Drains are used frequently to remove excess fluid and blood from wounds or body spaces. For decades, it has been clear that drains should not exit through the working incision and that closed suction drainage is preferable to open drains in preventing infection. In recent years, the potential benefit of even closed suction drains has been questioned and several meta-analyses involving thousands of patients have been done. In one analysis involving 36 studies with 5464 participants, there was no significant difference in the incidence of wound infection in orthopedic patients using a closed suction drain (SDC-83). Another report analyzing 664 patients with hip fractures showed no specific benefit of use of drains (SDC-84). There has also been no benefit of the use of closed suction drains in specific types of operations including colorectal surgery (SDC-85-86), uncomplicated liver resection (SDC-87), laparoscopic cholecystectomy (SDC-88), uncomplicated open cholecystectomy (SDC-89), abdominal surgery (SDC-90-91), gastric bypass surgery (SDC-92), incisional hernia repair (SDC-93-94), vascular surgery (SDC-95), thyroid procedures (SDC-96), median sternotomy (SDC-97), and tissue expander implant (SDC-98).
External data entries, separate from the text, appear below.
/*!
会话接口：打开会话、收发消息、标记已读与未读数查询
*/

use actix_web::{get, post, web, HttpRequest, HttpResponse, Responder};

use crate::{
    config::datatype::RequestId,
    session::{service, AckResponse, ChatGetMessagesData, ChatSendMessageData, UnreadCountResponse},
};

use super::{
    auth::{authenticate, unauthorized},
    chat_error_response,
};

/** `start_chat_session` 打开或恢复会话时调用的函数
*/
#[post("/chat/{request_id}/start")]
pub async fn start_chat_session(
    path: web::Path<RequestId>,
    request: HttpRequest,
) -> impl Responder {
    let caller = match authenticate(&request).await {
        Ok(caller) => caller,
        Err(state) => return unauthorized(state),
    };

    match service::open_session(caller, path.into_inner()).await {
        Ok(session) => HttpResponse::Ok().json(session),
        Err(err) => chat_error_response(&err),
    }
}

/** `get_chat_session` 获取会话视图时调用的函数
*/
#[get("/chat/{request_id}")]
pub async fn get_chat_session(path: web::Path<RequestId>, request: HttpRequest) -> impl Responder {
    let caller = match authenticate(&request).await {
        Ok(caller) => caller,
        Err(state) => return unauthorized(state),
    };

    match service::open_session(caller, path.into_inner()).await {
        Ok(session) => HttpResponse::Ok().json(session),
        Err(err) => chat_error_response(&err),
    }
}

/** `get_chat_messages` 拉取会话消息时调用的函数
*/
#[get("/chat/{request_id}/messages")]
pub async fn get_chat_messages(
    path: web::Path<RequestId>,
    query: web::Query<ChatGetMessagesData>,
    request: HttpRequest,
) -> impl Responder {
    let caller = match authenticate(&request).await {
        Ok(caller) => caller,
        Err(state) => return unauthorized(state),
    };

    match service::get_messages(caller, path.into_inner(), query.after).await {
        Ok(messages) => HttpResponse::Ok().json(messages),
        Err(err) => chat_error_response(&err),
    }
}

/** `send_chat_message` 发送消息时调用的函数
 *
 * 发送失败原样向UI上报，由用户手动重试，消息不会被静默丢弃。
*/
#[post("/chat/{request_id}/message")]
pub async fn send_chat_message(
    path: web::Path<RequestId>,
    json: web::Json<ChatSendMessageData>,
    request: HttpRequest,
) -> impl Responder {
    let caller = match authenticate(&request).await {
        Ok(caller) => caller,
        Err(state) => return unauthorized(state),
    };

    match service::send_message(caller, path.into_inner(), json.into_inner().content).await {
        Ok(message) => HttpResponse::Ok().json(message),
        Err(err) => chat_error_response(&err),
    }
}

/** `mark_chat_read` 将调用方游标推进到最新消息时调用的函数
*/
#[post("/chat/{request_id}/read")]
pub async fn mark_chat_read(path: web::Path<RequestId>, request: HttpRequest) -> impl Responder {
    let caller = match authenticate(&request).await {
        Ok(caller) => caller,
        Err(state) => return unauthorized(state),
    };

    match service::set_already_read(caller, path.into_inner()).await {
        Ok(()) => HttpResponse::Ok().json(AckResponse::Success),
        Err(err) => chat_error_response(&err),
    }
}

/** `get_unread_count` 查询调用方未读数时调用的函数
*/
#[get("/chat/{request_id}/unread")]
pub async fn get_unread_count(path: web::Path<RequestId>, request: HttpRequest) -> impl Responder {
    let caller = match authenticate(&request).await {
        Ok(caller) => caller,
        Err(state) => return unauthorized(state),
    };

    let request_id = path.into_inner();
    match service::get_unread_count(caller, request_id).await {
        Ok(unread) => HttpResponse::Ok().json(UnreadCountResponse { request_id, unread }),
        Err(err) => chat_error_response(&err),
    }
}
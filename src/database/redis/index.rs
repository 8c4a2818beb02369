use crate::config::datatype::{RequestId, UserId};
use smartstring::alias::String;
use std::fmt::Write;

pub fn get_user_info_index(user_id: UserId) -> String {
    let mut str: String = String::new();
    write!(str, "user:{}:info", user_id).ok();
    return str;
}

pub fn get_user_password_index(user_id: UserId) -> String {
    let mut str: String = String::new();
    write!(str, "user:{}:pass", user_id).ok();
    return str;
}

pub fn get_user_reqs_index(user_id: UserId) -> String {
    let mut str: String = String::new();
    write!(str, "user:{}:reqs", user_id).ok();
    return str;
}

pub fn get_expert_reqs_index(expert_id: UserId) -> String {
    let mut str: String = String::new();
    write!(str, "expert:{}:reqs", expert_id).ok();
    return str;
}

pub fn get_req_info_index(request_id: RequestId) -> String {
    let mut str: String = String::new();
    write!(str, "req:{}:info", request_id).ok();
    return str;
}

pub fn get_req_msgs_index(request_id: RequestId) -> String {
    let mut str: String = String::new();
    write!(str, "req:{}:msgs", request_id).ok();
    return str;
}

pub fn get_req_last_id_index(request_id: RequestId) -> String {
    let mut str: String = String::new();
    write!(str, "req:{}:last_id", request_id).ok();
    return str;
}

pub fn get_req_read_index(request_id: RequestId) -> String {
    let mut str: String = String::new();
    write!(str, "req:{}:read", request_id).ok();
    return str;
}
Closed suction drainage may still be useful when production of large amounts of subcutaneous fluid is expected (such as abdominoplasty) or to detect leaks. Drains have been used effectively to instill local antibiotics at the end of operations with great success (8, SDC-99-100) (see prophylactic topical antibiotics).


The use of conduit drains and drainage through a working incision increases the incidence of infection. Closed suction drains may be useful for the removal of fluid from large potential dead spaces, but do not, themselves, prevent infection.